Après deux semaines de suspension, l’audience démarrée le 2 juillet dernier dans le cadre du procès de l’assassinat de Séverin Coovi, ex-premier président de la Cour d’appel de Parakou, a repris lundi 4 août. Les débats se sont achoppés sur l’absence du témoin attendu à la barre, Rachidi Gbadamassi, et la Cour d’assises a renvoyé la cause à ce jeudi 7 août pour sa comparution et la poursuite des débats.
Comme l’on s’y attendait, c’est autour de la comparution du député Rachidi Gbadamassi, maire de Parakou à l’époque de l’assassinat du juge Séverin Coovi en novembre 2005 et dont le nom est revenu plusieurs fois dans les témoignages, que les débats se sont déroulés lundi dernier. Après avoir constaté l’absence de l’intéressé à l’audience, le ministère public a expliqué que les diligences ont été bel et bien faites pour qu’il comparaisse. Le Parquet général a saisi à cet effet le ministère de la Justice qui a adressé une lettre transmise à l’Assemblée nationale le 22 juillet 2014 à 16h04, fait savoir l’avocat général Pascal Dakin. Dans cette correspondance, il est demandé qu’il plaise à l’autorité parlementaire de permettre au député Rachidi Gbadamassi de se présenter à l’audience du lundi 4 août dernier à 9 heures et ce, dans le souci d’une bonne administration de la justice. Le secrétariat et le président du Parlement ont fait le nécessaire et ont transmis le dossier au député pour « information », suivant les bordereaux dont les avocats de la partie civile et de la défense ont reçu copies.
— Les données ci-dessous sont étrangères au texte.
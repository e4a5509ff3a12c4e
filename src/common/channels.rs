//! Channel type definitions for inter-task communication

use tokio::sync::mpsc;

use super::errors::Result;
use super::types::Article;

/// Result of one fetch task, tagged with the report slot it belongs to
#[derive(Debug)]
pub struct SlotOutcome {
    pub slot: usize,
    pub articles: Result<Vec<Article>>,
}

/// Create a new outcome channel with room for `size` outcomes
///
/// Sizing the buffer to the number of tasks means no sender ever waits
/// on the coordinator.
pub fn create_outcome_channel(
    size: usize,
) -> (mpsc::Sender<SlotOutcome>, mpsc::Receiver<SlotOutcome>) {
    mpsc::channel(size.max(1))
}
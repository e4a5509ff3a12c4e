//! Enrichment pipeline and the run that drives it

pub mod enrich;
pub mod runner;

pub use enrich::{Enrichment, EnrichmentPipeline, PipelineOptions};
pub use runner::{RunSummary, ScreenRunner};
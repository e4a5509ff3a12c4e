//! Layered configuration: TOML file, environment, command line

pub mod loader;
pub mod types;

pub use loader::{load_config, ConfigOverrides};
pub use types::{AppConfig, AppSettings, NewsConfig, PipelineConfig};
Le ministère de la Justice en déduit que le président de l’Assemblée nationale n’a pas donné son autorisation pour que le député soit à la barre. Il propose alors l’application de l’article 616 du Code de procédure pénale qui dispose : « Lorsque la comparution n’a pas été demandée ou n’a pas été autorisée, la déposition est reçue par écrit dans la demeure du témoin, par le président de la Cour d’appel ou, si le témoin réside hors du chef-lieu de la Cour d’appel, par le président du tribunal de première instance de sa résidence. Il sera, à cet effet, adressé par la juridiction saisie de l’affaire, au magistrat ci-dessus désigné, un exposé des faits sur lesquels le témoignage est requis, ainsi qu’une liste de demandes et questions ». « Transmission pour information n’est pas autorisation », dira l’avocat général Pascal Dakin. La réaction des avocats de la partie civile et de la défense ne s’est pas fait attendre.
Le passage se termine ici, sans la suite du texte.